Coughing up my creativity tonight, I feel pulled between places where my heart lies. Drawn to my music into a world of UTAS, paperwork in the pillions piles in my brain, always the nagging feeling that I’ve forgotten something, some sheet I didn’t sign, some unit code written incorrectly. Caught up in the confusion of conclusive cadences and not understanding why anyone but musical archaeologists would want to know about figured bass, I now and then forget the feeling rising up like the gorge in my throat to overwhelm me, that painfully good feeling that the music gives me, soles of my feet telling the earth, guts rising out through my voice. Coming close to sinking, swamped in someone else’s supposedly definitive music theories, my brain swings wildly the other way. Suddenly reckless I follow my pyrate friend to the pub and laugh and drink and steal his hat, but the music’s not grabbing me. I should be studying. Boy clicks his proverbial tongue but is happy to drink with me. I love him – sometimes it feels stable.

They say the first week is hectic but I’ve been here four weeks now and am in no less of a mess. Seems my enrolment changes every three days, Scummylink are hassling me, new job, new songs, moving in two weeks, and of course I am falling behind. What a time to have made a billion new friends who want to take me out drinking. What a time to have songs pushing at me from noisy potholes in my mind. What bad timing to discover deadly beautiful new bands who want to take me out dancing. I close my eyes and my brain doesn’t know where to look – wait, have I forgotten something again? Where are my keys? I thought I had more money this morning!

Late nights always felt so good; early mornings not so much. Gotta drag myself out of bed. Bad time to be falling in love. As I said, bad time to be loving new music. More hours in the day, kplzthx! The internet is confusing, how to make it my tool but not fall into the traps. Popular opinion on MySpace changes from day to day, sometimes it’s cool and sometimes not. I find it rather like a badly put-together Lego structure. I leave and follow my nose, my eyes get me distracted though and in trouble as bookshops are dangerous places. Painful reminder, photography, bitingly beautiful books. One passion put on hold to follow another dream. So many ideas, so little iMinutes. Finally the opportunities and the intelligence are mine, but I know what I wanna do, what I wanna pay ridiculous fees to be Educated Highly on. I Do know what I wanna do. I DO know what I wanna do. I do? Married to my music, god yes I’m in love, but the last girl was less high-maintenance… Photography bites its lip and goes to sit on the shelf. I buy something that makes me feel cold, a novel on the sale table. Ten bucks for the pleasure of owning someone’s words on paper with a pretty picture on the front. Dangerous places, bookshops. Three days later I get a chance to procrastinate a little by poking into the preliminary pages, and poetry taps me on the shoulder. Fuck. It’s like telling one lover you can’t go to their kick-arse show because someone you like better wants you to pay stupid cash for learning the most boring bits about them. Writing sits next to photography, shouting obscene, inspiring things at me from the corner. More distracting than the hole in my goddamnit I need new socks.

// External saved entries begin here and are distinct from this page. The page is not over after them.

//! Display-layer filtering and sorting of classified guides.
//!
//! Filters only choose which rows are shown and in what order. They operate
//! on a finished [`GuideAnalysis`](crate::GuideAnalysis) so they can never
//! shift the thresholds the guides were classified against.

use std::cmp::Ordering;
use std::fmt;
use std::str::FromStr;

#[cfg(feature = "serde")]
use serde::{Deserialize, Serialize};
use thiserror::Error;

use crate::analysis::ClassifiedGuide;

/// Table column a display filter can sort by.
#[derive(Debug, Clone, Copy, PartialEq, Eq, Hash)]
#[cfg_attr(feature = "serde", derive(Serialize, Deserialize))]
#[cfg_attr(feature = "serde", serde(rename_all = "camelCase"))]
pub enum SortField {
    /// Guide identifier.
    Id,
    /// Display name.
    Name,
    /// Tours led.
    #[cfg_attr(feature = "serde", serde(alias = "tours-done"))]
    ToursDone,
    /// Total photos taken.
    #[cfg_attr(feature = "serde", serde(alias = "photos-taken-amount"))]
    PhotosTakenAmount,
    /// Distinct photo moments.
    #[cfg_attr(feature = "serde", serde(alias = "photos-taken-frequency"))]
    PhotosTakenFrequency,
    /// Client-info requests.
    #[cfg_attr(feature = "serde", serde(alias = "requested-client-info"))]
    RequestedClientInfo,
    /// Photos per tour.
    #[cfg_attr(feature = "serde", serde(alias = "photos-per-tour"))]
    PhotosPerTour,
    /// Client-info requests per tour.
    #[cfg_attr(feature = "serde", serde(alias = "requests-per-tour"))]
    RequestsPerTour,
    /// Engagement score.
    #[cfg_attr(feature = "serde", serde(alias = "engagement-score"))]
    EngagementScore,
}

impl SortField {
    /// Every sortable column.
    pub const ALL: [Self; 9] = [
        Self::Id,
        Self::Name,
        Self::ToursDone,
        Self::PhotosTakenAmount,
        Self::PhotosTakenFrequency,
        Self::RequestedClientInfo,
        Self::PhotosPerTour,
        Self::RequestsPerTour,
        Self::EngagementScore,
    ];

    /// Return the column as a kebab-case `&str`.
    #[must_use]
    pub const fn as_str(self) -> &'static str {
        match self {
            Self::Id => "id",
            Self::Name => "name",
            Self::ToursDone => "tours-done",
            Self::PhotosTakenAmount => "photos-taken-amount",
            Self::PhotosTakenFrequency => "photos-taken-frequency",
            Self::RequestedClientInfo => "requested-client-info",
            Self::PhotosPerTour => "photos-per-tour",
            Self::RequestsPerTour => "requests-per-tour",
            Self::EngagementScore => "engagement-score",
        }
    }

    fn compare(self, a: &ClassifiedGuide, b: &ClassifiedGuide) -> Ordering {
        match self {
            Self::Id => a.record.id.cmp(&b.record.id),
            Self::Name => a
                .record
                .display_name()
                .to_lowercase()
                .cmp(&b.record.display_name().to_lowercase()),
            Self::ToursDone => a.record.tours_done.cmp(&b.record.tours_done),
            Self::PhotosTakenAmount => a
                .record
                .photos_taken_amount
                .cmp(&b.record.photos_taken_amount),
            Self::PhotosTakenFrequency => a
                .record
                .photos_taken_frequency
                .cmp(&b.record.photos_taken_frequency),
            Self::RequestedClientInfo => a
                .record
                .requested_client_info
                .cmp(&b.record.requested_client_info),
            Self::PhotosPerTour => a
                .metrics
                .photos_per_tour
                .total_cmp(&b.metrics.photos_per_tour),
            Self::RequestsPerTour => a
                .metrics
                .requests_per_tour
                .total_cmp(&b.metrics.requests_per_tour),
            Self::EngagementScore => a
                .metrics
                .engagement_score
                .total_cmp(&b.metrics.engagement_score),
        }
    }
}

impl fmt::Display for SortField {
    fn fmt(&self, f: &mut fmt::Formatter<'_>) -> fmt::Result {
        f.write_str(self.as_str())
    }
}

/// Error returned when parsing an unknown sort field or direction.
#[derive(Debug, Clone, PartialEq, Eq, Error)]
pub enum SortParseError {
    /// The column name matched no [`SortField`].
    #[error("unknown sort field '{0}'")]
    Field(String),
    /// The direction was neither ascending nor descending.
    #[error("unknown sort direction '{0}' (expected asc or desc)")]
    Direction(String),
}

impl FromStr for SortField {
    type Err = SortParseError;

    fn from_str(s: &str) -> Result<Self, Self::Err> {
        let wanted = normalise_key(s);
        Self::ALL
            .into_iter()
            .find(|field| normalise_key(field.as_str()) == wanted)
            .ok_or_else(|| SortParseError::Field(s.to_owned()))
    }
}

/// Direction of a display sort.
#[derive(Debug, Clone, Copy, Default, PartialEq, Eq, Hash)]
#[cfg_attr(feature = "serde", derive(Serialize, Deserialize))]
#[cfg_attr(feature = "serde", serde(rename_all = "camelCase"))]
pub enum SortDirection {
    /// Smallest first.
    #[cfg_attr(feature = "serde", serde(alias = "asc"))]
    Ascending,
    /// Largest first.
    #[default]
    #[cfg_attr(feature = "serde", serde(alias = "desc"))]
    Descending,
}

impl FromStr for SortDirection {
    type Err = SortParseError;

    fn from_str(s: &str) -> Result<Self, Self::Err> {
        match normalise_key(s).as_str() {
            "asc" | "ascending" => Ok(Self::Ascending),
            "desc" | "descending" => Ok(Self::Descending),
            _ => Err(SortParseError::Direction(s.to_owned())),
        }
    }
}

fn normalise_key(raw: &str) -> String {
    raw.trim()
        .chars()
        .filter(char::is_ascii_alphanumeric)
        .map(|c| c.to_ascii_lowercase())
        .collect()
}

/// Search, favourites and sort selection for a guide table.
///
/// # Examples
/// ```
/// use guide_insight_analyzer::{DisplayFilter, SortDirection, SortField, analyze};
/// use guide_insight_core::GuideRecord;
///
/// let analysis = analyze(vec![
///     GuideRecord::new(1).with_name("Ana").with_tours_done(3),
///     GuideRecord::new(2).with_name("Bruno").with_tours_done(9).with_favourite(true),
///     GuideRecord::new(3).with_name("Anabel").with_tours_done(6).with_favourite(true),
/// ]);
/// let filter = DisplayFilter::new()
///     .with_search("ana")
///     .sorted_by(SortField::ToursDone, SortDirection::Descending);
/// let names: Vec<String> = filter
///     .apply(analysis.guides())
///     .iter()
///     .map(|guide| guide.record.display_name())
///     .collect();
/// assert_eq!(names, ["Anabel", "Ana"]);
/// ```
#[derive(Debug, Clone, Default, PartialEq, Eq)]
pub struct DisplayFilter {
    search: Option<String>,
    favourites_only: bool,
    sort: Option<(SortField, SortDirection)>,
}

impl DisplayFilter {
    /// A filter that shows every guide in input order.
    #[must_use]
    pub fn new() -> Self {
        Self::default()
    }

    /// Keep guides whose name or id contains `query`, ignoring case.
    ///
    /// Blank queries match everything.
    #[must_use]
    pub fn with_search(mut self, query: impl AsRef<str>) -> Self {
        let trimmed = query.as_ref().trim();
        self.search = (!trimmed.is_empty()).then(|| trimmed.to_lowercase());
        self
    }

    /// Keep only guides marked as favourites.
    #[must_use]
    pub const fn favourites_only(mut self, enabled: bool) -> Self {
        self.favourites_only = enabled;
        self
    }

    /// Sort matching guides by `field`.
    #[must_use]
    pub const fn sorted_by(mut self, field: SortField, direction: SortDirection) -> Self {
        self.sort = Some((field, direction));
        self
    }

    /// Whether `guide` passes the search and favourites criteria.
    #[must_use]
    pub fn matches(&self, guide: &ClassifiedGuide) -> bool {
        if self.favourites_only && !guide.record.is_favourite {
            return false;
        }
        self.search.as_deref().is_none_or(|query| {
            guide.record.display_name().to_lowercase().contains(query)
                || guide.record.id.to_string().to_lowercase().contains(query)
        })
    }

    /// Select and order the guides to display.
    #[must_use]
    pub fn apply<'a>(&self, guides: &'a [ClassifiedGuide]) -> Vec<&'a ClassifiedGuide> {
        let mut shown: Vec<&ClassifiedGuide> =
            guides.iter().filter(|guide| self.matches(guide)).collect();
        if let Some((field, direction)) = self.sort {
            shown.sort_by(|a, b| match direction {
                SortDirection::Ascending => field.compare(a, b),
                SortDirection::Descending => field.compare(b, a),
            });
        }
        shown
    }
}
//! Command-line interface for analysing guide performance exports.
#![forbid(unsafe_code)]

use clap::{Parser, Subcommand};
use log::LevelFilter;

mod analyze;
mod error;
mod fs;
mod report;

pub use error::CliError;

use analyze::{AnalyzeArgs, run_analyze};

const ARG_INPUT: &str = "input";
const ARG_RANKING: &str = "ranking";
const ARG_LEADERBOARD_SIZE: &str = "leaderboard-size";
const ARG_SEARCH: &str = "search";
const ARG_FAVOURITES_ONLY: &str = "favourites-only";
const ARG_SORT: &str = "sort";
const ARG_SORT_DIRECTION: &str = "sort-direction";
const ARG_OUTPUT: &str = "output";
const ARG_BELOW_AVERAGE_THRESHOLD: &str = "below-average-threshold";
const ARG_OUTLIER_MULTIPLIER: &str = "outlier-multiplier";
const ARG_MIN_CLIENT_INFO_REQUESTS: &str = "min-client-info-requests";
const ENV_INPUT: &str = "GUIDE_INSIGHT_CMDS_ANALYZE_INPUT";

/// Run the CLI with the current process arguments and environment.
///
/// # Errors
/// Returns [`CliError`] when arguments or configuration are invalid, the
/// export cannot be read, or the report cannot be written.
pub fn run() -> Result<(), CliError> {
    let cli = Cli::try_parse().map_err(CliError::ArgumentParsing)?;
    init_logging(cli.verbose);
    match cli.command {
        Command::Analyze(args) => run_analyze(args),
    }
}

fn init_logging(verbose: bool) {
    let default_level = if verbose {
        LevelFilter::Debug
    } else {
        LevelFilter::Warn
    };
    let mut builder = env_logger::Builder::new();
    builder.filter_level(default_level).parse_default_env();
    if let Err(err) = builder.try_init() {
        log::debug!("logger already initialised: {err}");
    }
}

#[derive(Debug, Parser)]
#[command(
    name = "guide-insight",
    about = "Behavioural scoring and watchlists for tour guides",
    version
)]
struct Cli {
    /// Log debug output (overridden by `RUST_LOG`).
    #[arg(short, long, global = true)]
    verbose: bool,
    #[command(subcommand)]
    command: Command,
}

#[derive(Debug, Subcommand)]
enum Command {
    /// Classify guides from a JSON export and print a report.
    Analyze(AnalyzeArgs),
}

#[cfg(test)]
mod tests;
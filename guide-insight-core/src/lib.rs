//! Core domain types for guide behaviour analysis.
//!
//! These types describe the raw performance rows exported for each tour
//! guide, the closed set of status tags the classifier can assign, and the
//! thresholds that drive classification. Count fields are lenient on input:
//! anything missing or malformed reads as `0`, so downstream arithmetic never
//! observes a null.

#![forbid(unsafe_code)]
#![cfg_attr(docsrs, feature(doc_cfg))]

pub mod guide;
pub mod ranking;
pub mod status;
pub mod thresholds;

#[cfg(feature = "serde")]
mod coerce;

#[cfg(any(test, feature = "test-support"))]
pub mod test_support;

pub use guide::{GuideId, GuideRecord};
pub use ranking::{RankingMode, RankingModeParseError};
pub use status::{StatusParseError, StatusTag, WatchlistReason};
pub use thresholds::{AnalyzerThresholds, ThresholdError};
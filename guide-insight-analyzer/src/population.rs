//! Population-wide statistics used for normalisation and thresholds.
//!
//! Statistics are always computed over the complete snapshot of guides handed
//! to the analyzer. Display filters run afterwards and never feed back into
//! these values.

use guide_insight_core::GuideRecord;
#[cfg(feature = "serde")]
use serde::Serialize;

use crate::ratios::{GuideRatios, derive_ratios};

/// Map `value` linearly from `min..=max` onto `0.0..=1.0`.
///
/// Returns `0.5` when the range is degenerate so identical populations are
/// not pushed towards either end of the scale.
///
/// # Examples
/// ```
/// use guide_insight_analyzer::normalize;
///
/// assert_eq!(normalize(5.0, 0.0, 10.0), 0.5);
/// assert_eq!(normalize(10.0, 0.0, 10.0), 1.0);
/// assert_eq!(normalize(42.0, 3.0, 3.0), 0.5);
/// ```
#[must_use]
#[expect(
    clippy::float_arithmetic,
    clippy::float_cmp,
    reason = "normalisation is a linear rescale guarded against an empty range"
)]
pub fn normalize(value: f64, min: f64, max: f64) -> f64 {
    if min == max {
        return 0.5;
    }
    (value - min) / (max - min)
}

/// Element at index `len / 2` of the ascending-sorted values.
///
/// Even-length inputs yield the upper of the two middle elements; nothing is
/// averaged. An empty slice yields `0.0`.
///
/// # Examples
/// ```
/// use guide_insight_analyzer::median;
///
/// assert_eq!(median(&[]), 0.0);
/// assert_eq!(median(&[5.0]), 5.0);
/// assert_eq!(median(&[7.0, 1.0, 5.0, 3.0]), 5.0);
/// ```
#[must_use]
pub fn median(values: &[f64]) -> f64 {
    let mut sorted = values.to_vec();
    sorted.sort_by(f64::total_cmp);
    middle(&sorted).copied().unwrap_or(0.0)
}

#[expect(
    clippy::integer_division,
    reason = "the middle index deliberately floors"
)]
fn middle<T>(sorted: &[T]) -> Option<&T> {
    sorted.get(sorted.len() / 2)
}

/// Observed minimum and maximum of one metric.
#[derive(Debug, Clone, Copy, PartialEq, Default)]
#[cfg_attr(feature = "serde", derive(Serialize))]
pub struct ValueRange {
    /// Smallest observed value.
    pub min: f64,
    /// Largest observed value.
    pub max: f64,
}

impl ValueRange {
    /// Fold values into a range; an empty iterator yields `0.0..=0.0`.
    #[must_use]
    pub fn from_values(values: impl IntoIterator<Item = f64>) -> Self {
        values
            .into_iter()
            .fold(None, |range: Option<Self>, value| {
                Some(range.map_or(
                    Self {
                        min: value,
                        max: value,
                    },
                    |current| Self {
                        min: current.min.min(value),
                        max: current.max.max(value),
                    },
                ))
            })
            .unwrap_or_default()
    }

    /// Normalise `value` against this range.
    #[must_use]
    pub fn normalize(&self, value: f64) -> f64 {
        normalize(value, self.min, self.max)
    }
}

/// Statistics computed once per snapshot of the guide population.
#[derive(Debug, Clone, PartialEq, Default)]
#[cfg_attr(feature = "serde", derive(Serialize))]
#[cfg_attr(feature = "serde", serde(rename_all = "camelCase"))]
pub struct PopulationStats {
    /// Number of guides the statistics were computed over.
    pub guide_count: usize,
    /// Range of tours led.
    pub tours_done: ValueRange,
    /// Range of photos per tour.
    pub photos_per_tour: ValueRange,
    /// Range of client-info requests per tour.
    pub requests_per_tour: ValueRange,
    /// Median photos per tour.
    pub median_photos_per_tour: f64,
    /// Median client-info requests per tour.
    pub median_requests_per_tour: f64,
    /// Tours led by the guide at the 50th-percentile rank, counted from the
    /// busiest guide.
    pub tours_done_percentile_cut: u64,
}

impl PopulationStats {
    /// Compute statistics over every record in the snapshot.
    ///
    /// # Examples
    /// ```
    /// use guide_insight_analyzer::PopulationStats;
    /// use guide_insight_core::GuideRecord;
    ///
    /// let stats = PopulationStats::from_records(&[
    ///     GuideRecord::new(1).with_tours_done(2).with_photos_taken_amount(4),
    ///     GuideRecord::new(2).with_tours_done(10).with_photos_taken_amount(10),
    /// ]);
    /// assert_eq!(stats.tours_done.max, 10.0);
    /// assert_eq!(stats.median_photos_per_tour, 2.0);
    /// ```
    #[must_use]
    pub fn from_records(records: &[GuideRecord]) -> Self {
        let ratios: Vec<GuideRatios> = records.iter().map(derive_ratios).collect();
        Self::from_snapshot(records, &ratios)
    }

    /// Compute statistics from records paired with their derived ratios.
    #[expect(
        clippy::cast_precision_loss,
        reason = "tour counts are far below the f64 mantissa limit"
    )]
    pub(crate) fn from_snapshot(records: &[GuideRecord], ratios: &[GuideRatios]) -> Self {
        let photos: Vec<f64> = ratios.iter().map(|r| r.photos_per_tour).collect();
        let requests: Vec<f64> = ratios.iter().map(|r| r.requests_per_tour).collect();

        let mut tours_descending: Vec<u64> = records.iter().map(|r| r.tours_done).collect();
        tours_descending.sort_unstable_by(|a, b| b.cmp(a));

        Self {
            guide_count: records.len(),
            tours_done: ValueRange::from_values(records.iter().map(|r| r.tours_done as f64)),
            photos_per_tour: ValueRange::from_values(photos.iter().copied()),
            requests_per_tour: ValueRange::from_values(requests.iter().copied()),
            median_photos_per_tour: median(&photos),
            median_requests_per_tour: median(&requests),
            tours_done_percentile_cut: middle(&tours_descending).copied().unwrap_or(0),
        }
    }
}
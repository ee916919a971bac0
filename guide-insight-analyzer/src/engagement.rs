//! Weighted engagement score.

use guide_insight_core::GuideRecord;

use crate::population::PopulationStats;
use crate::ratios::GuideRatios;

/// Weight applied to normalised tour volume.
pub const TOURS_WEIGHT: f64 = 0.45;
/// Weight applied to normalised photos per tour.
pub const PHOTOS_PER_TOUR_WEIGHT: f64 = 0.35;
/// Weight applied to the inverted, normalised requests per tour.
pub const REQUESTS_PER_TOUR_WEIGHT: f64 = 0.20;

/// Combine a guide's normalised metrics into a score in `0.0..=1.0`.
///
/// Fewer client-info requests than peers raise the score; the request term
/// is inverted before weighting.
///
/// # Examples
/// ```
/// use guide_insight_analyzer::{PopulationStats, derive_ratios, engagement_score};
/// use guide_insight_core::GuideRecord;
///
/// let guide = GuideRecord::new(1);
/// let stats = PopulationStats::from_records(std::slice::from_ref(&guide));
/// let score = engagement_score(&guide, &derive_ratios(&guide), &stats);
/// assert!((score - 0.5).abs() < 1e-12);
/// ```
#[must_use]
#[expect(
    clippy::float_arithmetic,
    clippy::cast_precision_loss,
    reason = "the score is a weighted sum of normalised floating-point metrics"
)]
pub fn engagement_score(
    record: &GuideRecord,
    ratios: &GuideRatios,
    stats: &PopulationStats,
) -> f64 {
    let tours = stats.tours_done.normalize(record.tours_done as f64);
    let photos = stats.photos_per_tour.normalize(ratios.photos_per_tour);
    let requests = stats.requests_per_tour.normalize(ratios.requests_per_tour);

    let score = TOURS_WEIGHT * tours
        + PHOTOS_PER_TOUR_WEIGHT * photos
        + REQUESTS_PER_TOUR_WEIGHT * (1.0 - requests);
    sanitise(score)
}

/// Clamp a raw score into `0.0..=1.0`, mapping non-finite values to `0.0`.
fn sanitise(score: f64) -> f64 {
    if !score.is_finite() {
        return 0.0;
    }
    score.clamp(0.0, 1.0)
}
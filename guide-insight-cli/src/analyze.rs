//! Analyze command implementation for the guide-insight CLI.

use camino::{Utf8Path, Utf8PathBuf};
use clap::Parser;
use guide_insight_analyzer::{
    DEFAULT_LEADERBOARD_SIZE, DisplayFilter, GuideAnalysis, SortDirection, SortField, analyze_with,
};
use guide_insight_core::{
    AnalyzerThresholds, GuideRecord, RankingMode,
    thresholds::{BELOW_AVERAGE_THRESHOLD, MIN_CLIENT_INFO_REQUESTS, OUTLIER_MULTIPLIER},
};
use log::info;
use ortho_config::{OrthoConfig, SubcmdConfigMerge};
use serde::{Deserialize, Serialize};
use std::io::{BufReader, Write};

use crate::fs::{self, EntryKind};
use crate::report::AnalysisReport;
use crate::{
    ARG_BELOW_AVERAGE_THRESHOLD, ARG_FAVOURITES_ONLY, ARG_INPUT, ARG_LEADERBOARD_SIZE,
    ARG_MIN_CLIENT_INFO_REQUESTS, ARG_OUTLIER_MULTIPLIER, ARG_OUTPUT, ARG_RANKING, ARG_SEARCH,
    ARG_SORT, ARG_SORT_DIRECTION, CliError, ENV_INPUT,
};

/// CLI arguments for the `analyze` subcommand.
#[derive(Debug, Clone, Parser, Deserialize, Serialize, OrthoConfig, Default)]
#[command(
    name = "analyze",
    long_about = "Read a JSON array of guide rows, derive per-tour ratios and \
                 engagement scores against the whole population, and print \
                 a JSON report with statuses, a leaderboard and the \
                 watchlist. Thresholds can come from CLI flags, \
                 configuration files, or environment variables.",
    about = "Classify guides from a JSON export"
)]
#[ortho_config(prefix = "GUIDE_INSIGHT")]
pub(crate) struct AnalyzeArgs {
    /// Path to a JSON file holding an array of guide rows.
    #[arg(value_name = "path")]
    #[serde(default)]
    pub(crate) input: Option<Utf8PathBuf>,
    /// Metric used to order the leaderboard.
    #[arg(long = ARG_RANKING, value_name = "mode")]
    #[serde(default)]
    pub(crate) ranking: Option<RankingMode>,
    /// Maximum number of leaderboard rows.
    #[arg(long = ARG_LEADERBOARD_SIZE, value_name = "count")]
    #[serde(default)]
    pub(crate) leaderboard_size: Option<usize>,
    /// Only list guides whose name or id contains this text.
    #[arg(long = ARG_SEARCH, value_name = "text")]
    #[serde(default)]
    pub(crate) search: Option<String>,
    /// Only list guides marked as favourites.
    #[arg(
        long = ARG_FAVOURITES_ONLY,
        value_name = "bool",
        num_args = 0..=1,
        default_missing_value = "true"
    )]
    #[serde(default)]
    pub(crate) favourites_only: Option<bool>,
    /// Field used to order the guide listing.
    #[arg(long = ARG_SORT, value_name = "field")]
    #[serde(default)]
    pub(crate) sort: Option<SortField>,
    /// Direction for `--sort` (defaults to descending).
    #[arg(long = ARG_SORT_DIRECTION, value_name = "direction")]
    #[serde(default)]
    pub(crate) sort_direction: Option<SortDirection>,
    /// Write the report here instead of stdout.
    #[arg(long = ARG_OUTPUT, value_name = "path")]
    #[serde(default)]
    pub(crate) output: Option<Utf8PathBuf>,
    /// Fraction of the median photos-per-tour below which photo activity is low.
    #[arg(long = ARG_BELOW_AVERAGE_THRESHOLD, value_name = "ratio")]
    #[serde(default)]
    pub(crate) below_average_threshold: Option<f64>,
    /// Multiple of the median requests-per-tour that marks an outlier.
    #[arg(long = ARG_OUTLIER_MULTIPLIER, value_name = "ratio")]
    #[serde(default)]
    pub(crate) outlier_multiplier: Option<f64>,
    /// Absolute client-info request count that always marks an outlier.
    #[arg(long = ARG_MIN_CLIENT_INFO_REQUESTS, value_name = "count")]
    #[serde(default)]
    pub(crate) min_client_info_requests: Option<u64>,
}

impl AnalyzeArgs {
    pub(crate) fn into_config(self) -> Result<AnalyzeConfig, CliError> {
        let merged = self.load_and_merge().map_err(CliError::Configuration)?;
        AnalyzeConfig::try_from(merged)
    }
}

/// Resolved `analyze` command configuration.
#[derive(Debug, Clone, PartialEq)]
pub(crate) struct AnalyzeConfig {
    /// Path to the guide export.
    pub(crate) input: Utf8PathBuf,
    /// Leaderboard ordering.
    pub(crate) ranking: RankingMode,
    /// Leaderboard length.
    pub(crate) leaderboard_size: usize,
    /// Filter applied to the guide listing.
    pub(crate) filter: DisplayFilter,
    /// Optional report destination.
    pub(crate) output: Option<Utf8PathBuf>,
    /// Classification thresholds.
    pub(crate) thresholds: AnalyzerThresholds,
}

impl AnalyzeConfig {
    pub(crate) fn validate_sources(&self) -> Result<(), CliError> {
        Self::require_existing(&self.input, ARG_INPUT)
    }

    fn require_existing(path: &Utf8Path, field: &'static str) -> Result<(), CliError> {
        match fs::entry_kind(path) {
            Ok(EntryKind::File) => Ok(()),
            Ok(EntryKind::Other) => Err(CliError::SourcePathNotFile {
                field,
                path: path.to_path_buf(),
            }),
            Err(source) if source.kind() == std::io::ErrorKind::NotFound => {
                Err(CliError::MissingSourceFile {
                    field,
                    path: path.to_path_buf(),
                })
            }
            Err(source) => Err(CliError::InspectSourcePath {
                field,
                path: path.to_path_buf(),
                source,
            }),
        }
    }
}

impl TryFrom<AnalyzeArgs> for AnalyzeConfig {
    type Error = CliError;

    fn try_from(args: AnalyzeArgs) -> Result<Self, Self::Error> {
        let input = args.input.ok_or(CliError::MissingArgument {
            field: ARG_INPUT,
            env: ENV_INPUT,
        })?;

        let leaderboard_size = args.leaderboard_size.unwrap_or(DEFAULT_LEADERBOARD_SIZE);
        if leaderboard_size == 0 {
            return Err(CliError::EmptyLeaderboard);
        }

        let thresholds = AnalyzerThresholds::new(
            args.below_average_threshold.unwrap_or(BELOW_AVERAGE_THRESHOLD),
            args.outlier_multiplier.unwrap_or(OUTLIER_MULTIPLIER),
            args.min_client_info_requests.unwrap_or(MIN_CLIENT_INFO_REQUESTS),
        )?;

        let mut filter =
            DisplayFilter::new().favourites_only(args.favourites_only.unwrap_or(false));
        if let Some(query) = args.search {
            filter = filter.with_search(query);
        }
        if let Some(field) = args.sort {
            filter = filter.sorted_by(field, args.sort_direction.unwrap_or_default());
        }

        Ok(Self {
            input,
            ranking: args.ranking.unwrap_or_default(),
            leaderboard_size,
            filter,
            output: args.output,
            thresholds,
        })
    }
}

pub(super) fn run_analyze(args: AnalyzeArgs) -> Result<(), CliError> {
    let mut stdout = std::io::stdout().lock();
    run_analyze_with(args, &mut stdout)
}

pub(super) fn run_analyze_with(args: AnalyzeArgs, writer: &mut dyn Write) -> Result<(), CliError> {
    let config = args.into_config()?;
    execute_analyze(&config, writer)
}

/// Validate inputs, run the analysis and emit the report.
///
/// The report goes to `config.output` when set and to `writer` otherwise.
pub(crate) fn execute_analyze(
    config: &AnalyzeConfig,
    writer: &mut dyn Write,
) -> Result<(), CliError> {
    config.validate_sources()?;
    let records = load_guides(&config.input)?;
    info!("loaded {} guide rows from {}", records.len(), config.input);

    let analysis = analyze_with(records, config.thresholds);
    log_summary(&analysis);

    let report = AnalysisReport::build(&analysis, config);
    match &config.output {
        Some(path) => {
            let mut file = fs::create_report(path).map_err(|source| CliError::CreateReport {
                path: path.clone(),
                source,
            })?;
            write_report(&mut file, &report)?;
            info!("wrote analysis report to {path}");
            Ok(())
        }
        None => write_report(writer, &report),
    }
}

fn log_summary(analysis: &GuideAnalysis) {
    let flagged = analysis.watchlist().len();
    info!(
        "classified {} guides; {flagged} on the watchlist",
        analysis.len()
    );
}

/// Loads a JSON array of [`GuideRecord`] rows from disk.
pub(crate) fn load_guides(path: &Utf8Path) -> Result<Vec<GuideRecord>, CliError> {
    let file = fs::open_export(path).map_err(|source| CliError::OpenExport {
        path: path.to_path_buf(),
        source,
    })?;
    let reader = BufReader::new(file);
    serde_json::from_reader(reader).map_err(|source| CliError::ParseExport {
        path: path.to_path_buf(),
        source,
    })
}

fn write_report(writer: &mut dyn Write, report: &AnalysisReport<'_>) -> Result<(), CliError> {
    let payload = serde_json::to_string_pretty(report).map_err(CliError::SerialiseReport)?;
    writer
        .write_all(payload.as_bytes())
        .map_err(CliError::WriteReport)?;
    writer.write_all(b"\n").map_err(CliError::WriteReport)?;
    Ok(())
}

#[cfg(test)]
pub(crate) fn config_from_layers_for_test(
    layers: Vec<ortho_config::MergeLayer<'static>>,
) -> Result<AnalyzeConfig, CliError> {
    let merged = AnalyzeArgs::merge_from_layers(layers).map_err(CliError::from)?;
    AnalyzeConfig::try_from(merged)
}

The beauty of inappropriate semicolons.

The evening sun falls gold between the shadows of the trees.  Their elegant fingers across the grass.  If I had the arms and legs of a frog; I would cartwheel between them, dipping my hands in light, fingers tipped with shadow.  Delight… if I were a hundred metres taller; I would reach up and twirl the cotton clouds between my fingers, fingerpaint my body in cool blue.  If I were light as oil I would lay upon the surface of the seas, ripple as they rippled… I would let her touch my skin, one finger from across the world, joined by another, no words needed.  Smudge my paint.  Smear the sky across me.  Teach me how to feel the wind, and don’t ever let me forget.  I’ll teach you how to sing and how to live within your own company, until we are both messy and the colour of the sky.

Smudge my paint.

Church

Night; we trickle in from varied paths, out of the dark into the hall. Murmurs. Laughter. We are here with a purpose; we are here to make music.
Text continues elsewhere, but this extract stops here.